> [Work request]: Please go line by line through the material and copy each one containing the word "DefaultMetricsContext".

> [Study material]:
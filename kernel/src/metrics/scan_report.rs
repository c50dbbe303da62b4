//! The immutable [`ScanReport`] and its builder.

use tracing::debug;

use super::{ScanMetrics, ScanMetricsResult};
use crate::expressions::Expression;
use crate::schema::Schema;
use crate::{Error, KernelResult};

/// What one scan of a table read and how long it took to plan.
///
/// Reports are only constructed through [`ScanReport::builder`] and cannot be changed afterwards.
/// They own all their data, so they can be shared freely between threads.
#[derive(Debug, Clone, PartialEq)]
pub struct ScanReport {
    table_name: String,
    snapshot_id: i64,
    filter: Expression,
    projection: Schema,
    scan_metrics: ScanMetricsResult,
}

impl ScanReport {
    pub fn builder() -> ScanReportBuilder {
        ScanReportBuilder::default()
    }

    pub fn table_name(&self) -> &str {
        &self.table_name
    }

    pub fn snapshot_id(&self) -> i64 {
        self.snapshot_id
    }

    pub fn filter(&self) -> &Expression {
        &self.filter
    }

    pub fn projection(&self) -> &Schema {
        &self.projection
    }

    pub fn scan_metrics(&self) -> &ScanMetricsResult {
        &self.scan_metrics
    }
}

/// Builder for [`ScanReport`].
///
/// `table_name` and `snapshot_id` are required. The filter defaults to
/// [`Expression::always_true`], the projection to an empty [`Schema`], and the metrics to an empty
/// [`ScanMetricsResult`].
///
/// # Example
///
/// ```
/// # use scan_report_kernel::metrics::{DefaultMetricsContext, ScanMetrics, ScanReport, TimeUnit};
/// # fn example() -> scan_report_kernel::KernelResult<()> {
/// let context = DefaultMetricsContext::new();
/// let scan_metrics = ScanMetrics::new(&context);
/// scan_metrics.total_planning_duration().record(12, TimeUnit::Milliseconds);
/// scan_metrics.result_data_files().increment(3);
///
/// let report = ScanReport::builder()
///     .with_table_name("db.events")
///     .with_snapshot_id(42)
///     .from_scan_metrics(&scan_metrics)
///     .build()?;
/// assert_eq!(report.scan_metrics().len(), 2);
/// # Ok(())
/// # }
/// # example().unwrap();
/// ```
#[derive(Debug, Default)]
pub struct ScanReportBuilder {
    table_name: Option<String>,
    snapshot_id: Option<i64>,
    filter: Option<Expression>,
    projection: Option<Schema>,
    scan_metrics: Option<ScanMetricsResult>,
}

impl ScanReportBuilder {
    pub fn with_table_name(mut self, table_name: impl Into<String>) -> Self {
        self.table_name = Some(table_name.into());
        self
    }

    pub fn with_snapshot_id(mut self, snapshot_id: i64) -> Self {
        self.snapshot_id = Some(snapshot_id);
        self
    }

    pub fn with_filter(mut self, filter: Expression) -> Self {
        self.filter = Some(filter);
        self
    }

    pub fn with_projection(mut self, projection: Schema) -> Self {
        self.projection = Some(projection);
        self
    }

    /// Snapshot `scan_metrics` now. Later updates to the live metrics do not affect the report.
    pub fn from_scan_metrics(self, scan_metrics: &ScanMetrics) -> Self {
        self.with_scan_metrics_result(ScanMetricsResult::from_scan_metrics(scan_metrics))
    }

    pub fn with_scan_metrics_result(mut self, scan_metrics: ScanMetricsResult) -> Self {
        self.scan_metrics = Some(scan_metrics);
        self
    }

    /// Create the [`ScanReport`], failing if a required attribute was never set.
    pub fn build(self) -> KernelResult<ScanReport> {
        let (table_name, snapshot_id) = match (self.table_name, self.snapshot_id) {
            (Some(table_name), Some(snapshot_id)) => (table_name, snapshot_id),
            (table_name, snapshot_id) => {
                let missing = [
                    table_name.is_none().then_some("tableName"),
                    snapshot_id.is_none().then_some("snapshotId"),
                ];
                let missing: Vec<_> = missing.into_iter().flatten().collect();
                return Err(Error::MissingAttributes(missing.join(", ")));
            }
        };
        if table_name.is_empty() {
            return Err(Error::generic("Invalid table name: (empty)"));
        }
        let report = ScanReport {
            table_name,
            snapshot_id,
            filter: self.filter.unwrap_or_default(),
            projection: self.projection.unwrap_or_default(),
            scan_metrics: self.scan_metrics.unwrap_or_default(),
        };
        debug!(
            "Built scan report for {} at snapshot {} with {} metrics",
            report.table_name,
            report.snapshot_id,
            report.scan_metrics.len()
        );
        Ok(report)
    }
}

#[cfg(test)]
mod tests {
    use super::*;
    use crate::metrics::{DefaultMetricsContext, TimeUnit};
    use crate::schema::{NestedField, PrimitiveType};

    #[test]
    fn build_requires_table_name_and_snapshot_id() {
        let err = ScanReport::builder().build().unwrap_err();
        assert_eq!(
            err.to_string(),
            "Cannot build ScanReport, some of required attributes are not set [tableName, snapshotId]"
        );

        let err = ScanReport::builder()
            .with_table_name("t")
            .build()
            .unwrap_err();
        assert_eq!(
            err.to_string(),
            "Cannot build ScanReport, some of required attributes are not set [snapshotId]"
        );

        let err = ScanReport::builder()
            .with_snapshot_id(1)
            .build()
            .unwrap_err();
        assert!(err.to_string().ends_with("[tableName]"));
    }

    #[test]
    fn build_rejects_empty_table_name() {
        let err = ScanReport::builder()
            .with_table_name("")
            .with_snapshot_id(1)
            .build()
            .unwrap_err();
        assert_eq!(err.to_string(), "Invalid table name: (empty)");
    }

    #[test]
    fn optional_attributes_default() {
        let report = ScanReport::builder()
            .with_table_name("t")
            .with_snapshot_id(-1)
            .build()
            .unwrap();
        assert_eq!(report.table_name(), "t");
        assert_eq!(report.snapshot_id(), -1);
        assert_eq!(report.filter(), &Expression::always_true());
        assert_eq!(report.projection(), &Schema::default());
        assert!(report.scan_metrics().is_empty());
    }

    #[test]
    fn report_is_detached_from_live_metrics() {
        let context = DefaultMetricsContext::new();
        let metrics = ScanMetrics::new(&context);
        metrics.total_planning_duration().record(1, TimeUnit::Seconds);
        let projection = Schema::new([NestedField::required(1, "c1", PrimitiveType::String)]);
        let report = ScanReport::builder()
            .with_table_name("t")
            .with_snapshot_id(23)
            .with_filter(Expression::is_null("c1"))
            .with_projection(projection.clone())
            .from_scan_metrics(&metrics)
            .build()
            .unwrap();

        metrics.total_planning_duration().record(1, TimeUnit::Seconds);
        assert_eq!(
            report
                .scan_metrics()
                .total_planning_duration()
                .map(|t| t.count()),
            Some(1)
        );
        assert_eq!(report.projection(), &projection);
        assert_eq!(report.filter(), &Expression::is_null("c1"));
    }
}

> [Problem solution]:
/// # use scan_report_kernel::metrics::{DefaultMetricsContext, ScanMetrics, ScanReport, TimeUnit};
/// let context = DefaultMetricsContext::new();
    use crate::metrics::{DefaultMetricsContext, TimeUnit};
        let context = DefaultMetricsContext::new();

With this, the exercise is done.